● What to produce
Two lines in the data below mark the range: the one with "let theme = &app.theme;" and the one with "for marker in markers.iter().filter(|m| m.emphasized)". Return both, along with every line between them, exactly.

● Material to process

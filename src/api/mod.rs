//! Backend REST API abstraction.
//!
//! The dashboard talks to its backend exclusively through the [`Backend`]
//! trait. [`HttpBackend`] is the real implementation; tests use an in-memory
//! scripted backend.
//!
//! | Endpoint | Method |
//! |---|---|
//! | `/api/sensor_config` | [`Backend::sensor_config`] |
//! | `/api/sensor_locations` | [`Backend::sensor_locations`] |
//! | `/api/latest` | [`Backend::latest`] |
//! | `/api/sensor/{id}?hours=N` | [`Backend::sensor_history`] |
//! | `/api/sensor/{id}/stats` | [`Backend::sensor_stats`] |
//! | `/api/real_sensor/latest` | [`Backend::live_latest`] |
//! | `/api/system_stats` | [`Backend::system_stats`] |
//! | `/api/generate_test_data`, `/api/clear_data`, `/api/clear_real_sensor_data` | [`Backend::admin`] |

mod http;
pub mod wire;

#[cfg(test)]
pub(crate) mod testing;

pub use http::{HttpBackend, HttpBackendBuilder};

use std::fmt::{self, Debug};

use async_trait::async_trait;

use crate::data::{
    ParameterConfig, Reading, SensorHistory, SensorId, SensorLocation, SensorStats, SystemStats,
};
use crate::error::DashboardError;

/// Destructive administrative actions. Each one needs user confirmation.
#[derive(Debug, Clone, Copy, PartialEq, Eq)]
pub enum AdminAction {
    /// Seed the backend with `days` of simulated readings.
    GenerateTestData { days: u32 },
    /// Delete all stored readings.
    ClearData,
    /// Delete stored readings of the live sensor.
    ClearLiveData,
}

impl AdminAction {
    /// Question shown in the confirmation dialog.
    pub fn confirmation_prompt(&self) -> String {
        match self {
            AdminAction::GenerateTestData { days } => {
                format!("Generate {} day(s) of test data? This may take a few seconds.", days)
            }
            AdminAction::ClearData => "WARNING: this deletes all stored readings.".to_string(),
            AdminAction::ClearLiveData => {
                "WARNING: this deletes all stored live sensor readings.".to_string()
            }
        }
    }
}

impl fmt::Display for AdminAction {
    fn fmt(&self, f: &mut fmt::Formatter<'_>) -> fmt::Result {
        match self {
            AdminAction::GenerateTestData { .. } => write!(f, "Generate test data"),
            AdminAction::ClearData => write!(f, "Clear data"),
            AdminAction::ClearLiveData => write!(f, "Clear live sensor data"),
        }
    }
}

/// Result of a successful admin action.
#[derive(Debug, Clone, Copy, Default, PartialEq, Eq)]
pub struct AdminOutcome {
    /// Records created (for generation).
    pub records: Option<u64>,
    /// Total records stored after the action, when reported.
    pub total_records: Option<u64>,
}

/// Trait for the sensor backend.
///
/// Every method maps one endpoint onto domain types. Implementations report
/// failures with the [`DashboardError`] variant the caller degrades on:
/// configuration endpoints use `ConfigUnavailable`, admin endpoints use
/// `AdminActionFailed`, everything else uses `DataUnavailable`.
#[async_trait]
pub trait Backend: Send + Sync + Debug {
    /// Returns a human-readable description of the backend.
    ///
    /// Used for display in the TUI status bar.
    fn description(&self) -> &str;

    async fn sensor_config(&self) -> Result<Vec<ParameterConfig>, DashboardError>;

    async fn sensor_locations(&self) -> Result<Vec<SensorLocation>, DashboardError>;

    /// Latest reading of every sensor that has one.
    async fn latest(&self) -> Result<Vec<Reading>, DashboardError>;

    /// Time series of the last `hours` hours, oldest sample first.
    async fn sensor_history(
        &self,
        sensor_id: SensorId,
        hours: u32,
    ) -> Result<SensorHistory, DashboardError>;

    async fn sensor_stats(&self, sensor_id: SensorId) -> Result<SensorStats, DashboardError>;

    /// Latest reading of the live external sensor.
    async fn live_latest(&self) -> Result<Reading, DashboardError>;

    async fn system_stats(&self) -> Result<SystemStats, DashboardError>;

    async fn admin(&self, action: AdminAction) -> Result<AdminOutcome, DashboardError>;
}
use std::path::PathBuf;
use std::time::Duration;

use anyhow::Result;
use crossterm::event::{
    self, Event, KeyCode, KeyEvent, KeyModifiers, MouseButton, MouseEvent, MouseEventKind,
};

use crate::api::AdminAction;
use crate::app::{App, View};
use crate::data::SensorId;
use crate::ui::{chart, map, sensors};

/// File written by the `e` key.
const EXPORT_FILE: &str = "sensorwatch_export.json";

/// Poll for events with a timeout
pub fn poll_event(timeout: Duration) -> Result<Option<Event>> {
    if event::poll(timeout)? {
        Ok(Some(event::read()?))
    } else {
        Ok(None)
    }
}

/// Handle a key event
pub fn handle_key_event(app: &mut App, key: KeyEvent) {
    // A pending admin action only runs on an explicit `y`
    if app.pending_admin.is_some() {
        match key.code {
            KeyCode::Char('y') | KeyCode::Char('Y') => app.confirm_admin(),
            _ => app.cancel_admin(),
        }
        return;
    }

    // If help is shown, any key closes it
    if app.show_help {
        app.show_help = false;
        return;
    }

    match key.code {
        KeyCode::Char('q') => app.quit(),
        KeyCode::Char('c') if key.modifiers.contains(KeyModifiers::CONTROL) => app.quit(),

        // View switching
        KeyCode::Tab => {
            if key.modifiers.contains(KeyModifiers::SHIFT) {
                app.prev_view();
            } else {
                app.next_view();
            }
        }
        KeyCode::BackTab => app.prev_view(),
        KeyCode::Char('1') => app.set_view(View::Map),
        KeyCode::Char('2') => app.set_view(View::Sensors),
        KeyCode::Char('3') => app.set_view(View::Detail),

        // Navigation
        KeyCode::Up | KeyCode::Char('k') => app.select_prev(),
        KeyCode::Down | KeyCode::Char('j') => app.select_next(),
        KeyCode::Home => app.select_first(),
        KeyCode::End => app.select_last(),

        // Selection
        KeyCode::Enter => {
            app.select_current();
            app.set_view(View::Detail);
        }
        KeyCode::Char('L') => {
            app.select(SensorId::Live);
            app.set_view(View::Detail);
        }

        // Chart parameters
        KeyCode::Char(c) if chart::parameter_for_key(c).is_some() => {
            if let Some(parameter) = chart::parameter_for_key(c) {
                app.toggle_parameter(parameter);
            }
        }

        // Admin actions
        KeyCode::Char('G') => app.request_admin(app.generate_action()),
        KeyCode::Char('X') => app.request_admin(AdminAction::ClearData),
        KeyCode::Char('R') => app.request_admin(AdminAction::ClearLiveData),

        KeyCode::Char('r') => {
            app.refresh();
            app.set_status_message("Refreshing...".to_string());
        }

        KeyCode::Char('?') => app.toggle_help(),

        KeyCode::Char('e') => {
            let export_path = PathBuf::from(EXPORT_FILE);
            match app.export_state(&export_path) {
                Ok(()) => {
                    app.set_status_message(format!("Exported to {}", export_path.display()));
                }
                Err(e) => {
                    app.set_status_message(format!("Export failed: {}", e));
                }
            }
        }

        _ => {}
    }
}

/// Handle mouse events
pub fn handle_mouse_event(app: &mut App, mouse: MouseEvent) {
    if app.pending_admin.is_some() || app.show_help {
        return;
    }

    match mouse.kind {
        MouseEventKind::ScrollUp => app.select_prev(),
        MouseEventKind::ScrollDown => app.select_next(),

        MouseEventKind::Down(MouseButton::Left) => {
            // Tabs sit on the second row: " 1:Map | 2:Sensors | 3:Detail "
            if mouse.row == 1 {
                match mouse.column {
                    0..=7 => app.set_view(View::Map),
                    8..=19 => app.set_view(View::Sensors),
                    20..=30 => app.set_view(View::Detail),
                    _ => {}
                }
                return;
            }

            let clicked = match app.current_view {
                View::Map => map::marker_at(app, mouse.column, mouse.row),
                View::Sensors => sensors::sensor_at(app, mouse.column, mouse.row),
                View::Detail => None,
            };
            if let Some(sensor_id) = clicked {
                app.select(sensor_id);
            }
        }

        _ => {}
    }
}
//! Map view rendering.
//!
//! Sensors are plotted by longitude/latitude on a canvas scaled to the
//! bounding box of the known locations. The popup of the selected marker is
//! shown in a side panel.

use ratatui::{
    layout::{Constraint, Layout, Rect},
    style::{Modifier, Style},
    symbols,
    text::{Line, Span},
    widgets::{
        canvas::{Canvas, Context},
        Block, Borders, Paragraph, Wrap,
    },
    Frame,
};

use crate::app::App;
use crate::data::SensorId;
use crate::sync::{Marker, MarkerColor};

/// Fraction of the span added on each side of the bounding box.
const PADDING: f64 = 0.15;

/// Smallest span in degrees, so a single sensor is still centered.
const MIN_SPAN: f64 = 0.001;

/// How far (in cells) a click may land from a marker and still hit it.
const CLICK_RADIUS: u16 = 2;

/// Width of the popup side panel.
const POPUP_WIDTH: u16 = 34;

/// Longitude and latitude ranges the canvas covers.
#[derive(Debug, Clone, Copy, PartialEq)]
pub struct MapBounds {
    pub x: [f64; 2],
    pub y: [f64; 2],
}

impl MapBounds {
    /// Bounding box of `markers`, padded. `None` when there are no markers.
    pub fn around(markers: &[Marker]) -> Option<Self> {
        let first = markers.first()?;
        let (mut x0, mut x1) = (first.longitude, first.longitude);
        let (mut y0, mut y1) = (first.latitude, first.latitude);
        for m in markers {
            x0 = x0.min(m.longitude);
            x1 = x1.max(m.longitude);
            y0 = y0.min(m.latitude);
            y1 = y1.max(m.latitude);
        }
        let pad_x = ((x1 - x0).max(MIN_SPAN)) * PADDING;
        let pad_y = ((y1 - y0).max(MIN_SPAN)) * PADDING;
        let cx = (x0 + x1) / 2.0;
        let cy = (y0 + y1) / 2.0;
        let half_x = (x1 - x0).max(MIN_SPAN) / 2.0 + pad_x;
        let half_y = (y1 - y0).max(MIN_SPAN) / 2.0 + pad_y;
        Some(Self {
            x: [cx - half_x, cx + half_x],
            y: [cy - half_y, cy + half_y],
        })
    }

    /// Terminal cell for a coordinate inside `inner`.
    pub fn cell(&self, inner: Rect, latitude: f64, longitude: f64) -> (u16, u16) {
        let fx = (longitude - self.x[0]) / (self.x[1] - self.x[0]);
        let fy = (self.y[1] - latitude) / (self.y[1] - self.y[0]);
        let col = (fx.clamp(0.0, 1.0) * f64::from(inner.width.saturating_sub(1))).round() as u16;
        let row = (fy.clamp(0.0, 1.0) * f64::from(inner.height.saturating_sub(1))).round() as u16;
        (inner.x + col, inner.y + row)
    }
}

/// Render the Map view.
pub fn render(frame: &mut Frame, app: &mut App, area: Rect) {
    let chunks = Layout::horizontal([Constraint::Fill(1), Constraint::Length(POPUP_WIDTH)])
        .split(area);
    let map_area = chunks[0];
    app.map_area = Some(map_area);

    let block = Block::default()
        .title(" Map ")
        .borders(Borders::ALL)
        .border_type(app.theme.border_type)
        .border_style(Style::default().fg(app.theme.border));

    let markers = app.sync.markers();
    match MapBounds::around(markers) {
        None => {
            let paragraph = Paragraph::new("No sensor locations known").block(block);
            frame.render_widget(paragraph, map_area);
        }
        Some(bounds) => {
            let theme = &app.theme;
            let canvas = Canvas::default()
                .block(block)
                .marker(symbols::Marker::Braille)
                .x_bounds(bounds.x)
                .y_bounds(bounds.y)
                .paint(|ctx: &mut Context| {
                    // Emphasized markers are drawn last so they stay on top.
                    for marker in markers.iter().filter(|m| !m.emphasized) {
                        paint_marker(ctx, marker, theme.marker_color(marker.color), false);
                    }
                    for marker in markers.iter().filter(|m| m.emphasized) {
                        paint_marker(ctx, marker, theme.marker_color(marker.color), true);
                    }
                });
            frame.render_widget(canvas, map_area);
        }
    }

    render_popup(frame, app, chunks[1]);
}

fn paint_marker(ctx: &mut Context, marker: &Marker, color: ratatui::style::Color, emphasized: bool) {
    let (x, y) = (marker.longitude, marker.latitude);
    if emphasized {
        let style = Style::default().fg(color).add_modifier(Modifier::BOLD);
        ctx.print(x, y, Line::from(Span::styled("◉", style)));
        ctx.print(
            x,
            y,
            Line::from(vec![
                Span::raw("  "),
                Span::styled(marker.display_name.clone(), style),
            ]),
        );
    } else {
        ctx.print(x, y, Line::from(Span::styled("●", Style::default().fg(color))));
    }
}

fn render_popup(frame: &mut Frame, app: &App, area: Rect) {
    let selected = app.selection().sensor_id();
    let marker = selected.and_then(|id| app.sync.marker(id));

    let mut lines: Vec<Line> = Vec::new();
    let title = match marker {
        Some(marker) => {
            let color = app.theme.marker_color(marker.color);
            for (i, text) in marker.popup.iter().enumerate() {
                let style = if i == 0 {
                    Style::default().fg(color).add_modifier(Modifier::BOLD)
                } else {
                    Style::default()
                };
                lines.push(Line::from(Span::styled(text.clone(), style)));
            }
            " Selected ".to_string()
        }
        None => {
            let hint = match selected {
                Some(id) => format!("{} has no map location", app.display_name(id)),
                None => "Click a marker or select a sensor".to_string(),
            };
            lines.push(Line::from(Span::styled(
                hint,
                Style::default().add_modifier(Modifier::DIM),
            )));
            " Sensor ".to_string()
        }
    };

    lines.push(Line::from(""));
    for (color, label) in [
        (MarkerColor::Accent, "Normal"),
        (MarkerColor::Alert, "Attention"),
        (MarkerColor::Neutral, "No data"),
    ] {
        lines.push(Line::from(vec![
            Span::styled(" ● ", Style::default().fg(app.theme.marker_color(color))),
            Span::raw(label),
        ]));
    }

    let block = Block::default()
        .title(title)
        .borders(Borders::ALL)
        .border_type(app.theme.border_type)
        .border_style(Style::default().fg(app.theme.border));

    frame.render_widget(
        Paragraph::new(lines).block(block).wrap(Wrap { trim: true }),
        area,
    );
}

/// The marker nearest to a click at (`column`, `row`), if one is close
/// enough. Uses the area recorded by the last render.
pub fn marker_at(app: &App, column: u16, row: u16) -> Option<SensorId> {
    let area = app.map_area?;
    nearest_marker(app.sync.markers(), area, column, row)
}

fn nearest_marker(markers: &[Marker], area: Rect, column: u16, row: u16) -> Option<SensorId> {
    let bounds = MapBounds::around(markers)?;
    let inner = Rect::new(
        area.x + 1,
        area.y + 1,
        area.width.saturating_sub(2),
        area.height.saturating_sub(2),
    );
    if column < inner.x
        || row < inner.y
        || column >= inner.x + inner.width
        || row >= inner.y + inner.height
    {
        return None;
    }

    markers
        .iter()
        .map(|m| {
            let (cx, cy) = bounds.cell(inner, m.latitude, m.longitude);
            let distance = cx.abs_diff(column).max(cy.abs_diff(row));
            (distance, m.sensor_id)
        })
        .filter(|(distance, _)| *distance <= CLICK_RADIUS)
        .min_by_key(|(distance, _)| *distance)
        .map(|(_, id)| id)
}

● Final answer
            let theme = &app.theme;
            let canvas = Canvas::default()
                .block(block)
                .marker(symbols::Marker::Braille)
                .x_bounds(bounds.x)
                .y_bounds(bounds.y)
                .paint(|ctx: &mut Context| {
                    // Emphasized markers are drawn last so they stay on top.
                    for marker in markers.iter().filter(|m| !m.emphasized) {
                        paint_marker(ctx, marker, theme.marker_color(marker.color), false);
                    }
                    for marker in markers.iter().filter(|m| m.emphasized) {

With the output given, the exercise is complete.